Input records below:

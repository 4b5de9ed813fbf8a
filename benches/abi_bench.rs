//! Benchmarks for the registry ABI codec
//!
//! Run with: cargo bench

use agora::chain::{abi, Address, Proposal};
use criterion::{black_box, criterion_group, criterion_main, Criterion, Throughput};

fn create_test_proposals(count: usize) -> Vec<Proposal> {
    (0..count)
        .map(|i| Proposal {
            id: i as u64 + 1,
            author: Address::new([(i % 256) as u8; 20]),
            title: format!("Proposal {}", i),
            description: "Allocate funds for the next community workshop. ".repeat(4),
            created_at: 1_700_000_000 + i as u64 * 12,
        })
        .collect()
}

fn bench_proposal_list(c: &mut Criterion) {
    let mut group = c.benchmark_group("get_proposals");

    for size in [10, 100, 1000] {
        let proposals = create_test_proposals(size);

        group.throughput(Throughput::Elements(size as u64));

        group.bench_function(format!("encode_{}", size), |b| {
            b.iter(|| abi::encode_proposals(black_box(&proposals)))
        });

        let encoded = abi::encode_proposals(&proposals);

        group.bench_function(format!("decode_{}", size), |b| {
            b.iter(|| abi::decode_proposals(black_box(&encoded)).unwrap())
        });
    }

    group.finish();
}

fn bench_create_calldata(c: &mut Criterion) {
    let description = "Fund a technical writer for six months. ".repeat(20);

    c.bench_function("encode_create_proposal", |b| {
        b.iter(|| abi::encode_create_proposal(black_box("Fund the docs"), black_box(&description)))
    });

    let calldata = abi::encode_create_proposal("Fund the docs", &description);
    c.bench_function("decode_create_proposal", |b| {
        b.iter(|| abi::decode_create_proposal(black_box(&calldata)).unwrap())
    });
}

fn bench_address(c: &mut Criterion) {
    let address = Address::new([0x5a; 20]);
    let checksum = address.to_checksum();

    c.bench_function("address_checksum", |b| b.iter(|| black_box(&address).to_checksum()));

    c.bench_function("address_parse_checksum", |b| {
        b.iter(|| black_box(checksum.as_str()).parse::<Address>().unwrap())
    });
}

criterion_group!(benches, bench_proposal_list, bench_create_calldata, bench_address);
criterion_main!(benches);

End of Input records.

--- Activity ---
Reproduce the data in its entirety. Keep every character unchanged.

--- Written response ---
repository 4b5de9ed813fbf8a
filename benches/abi_bench.rs
//! Benchmarks for the registry ABI codec
//!
//! Run with: cargo bench

use agora::chain::{abi, Address, Proposal};
use criterion::{black_box, criterion_group, criterion_main, Criterion, Throughput};

fn create_test_proposals(count: usize) -> Vec<Proposal> {
    (0..count)
        .map(|i| Proposal {
            id: i as u64 + 1,
            author: Address::new([(i % 256) as u8; 20]),
            title: format!("Proposal {}", i),
            description: "Allocate funds for the next community workshop. ".repeat(4),
            created_at: 1_700_000_000 + i as u64 * 12,
        })
        .collect()
}

fn bench_proposal_list(c: &mut Criterion) {
    let mut group = c.benchmark_group("get_proposals");

    for size in [10, 100, 1000] {
        let proposals = create_test_proposals(size);

        group.throughput(Throughput::Elements(size as u64));

        group.bench_function(format!("encode_{}", size), |b| {
            b.iter(|| abi::encode_proposals(black_box(&proposals)))
        });

        let encoded = abi::encode_proposals(&proposals);

        group.bench_function(format!("decode_{}", size), |b| {
            b.iter(|| abi::decode_proposals(black_box(&encoded)).unwrap())
        });
    }

    group.finish();
}

fn bench_create_calldata(c: &mut Criterion) {
    let description = "Fund a technical writer for six months. ".repeat(20);

    c.bench_function("encode_create_proposal", |b| {
        b.iter(|| abi::encode_create_proposal(black_box("Fund the docs"), black_box(&description)))
    });

    let calldata = abi::encode_create_proposal("Fund the docs", &description);
    c.bench_function("decode_create_proposal", |b| {
        b.iter(|| abi::decode_create_proposal(black_box(&calldata)).unwrap())
    });
}

fn bench_address(c: &mut Criterion) {
    let address = Address::new([0x5a; 20]);
    let checksum = address.to_checksum();

    c.bench_function("address_checksum", |b| b.iter(|| black_box(&address).to_checksum()));

    c.bench_function("address_parse_checksum", |b| {
        b.iter(|| black_box(checksum.as_str()).parse::<Address>().unwrap())
    });
}

criterion_group!(benches, bench_proposal_list, bench_create_calldata, bench_address);
criterion_main!(benches);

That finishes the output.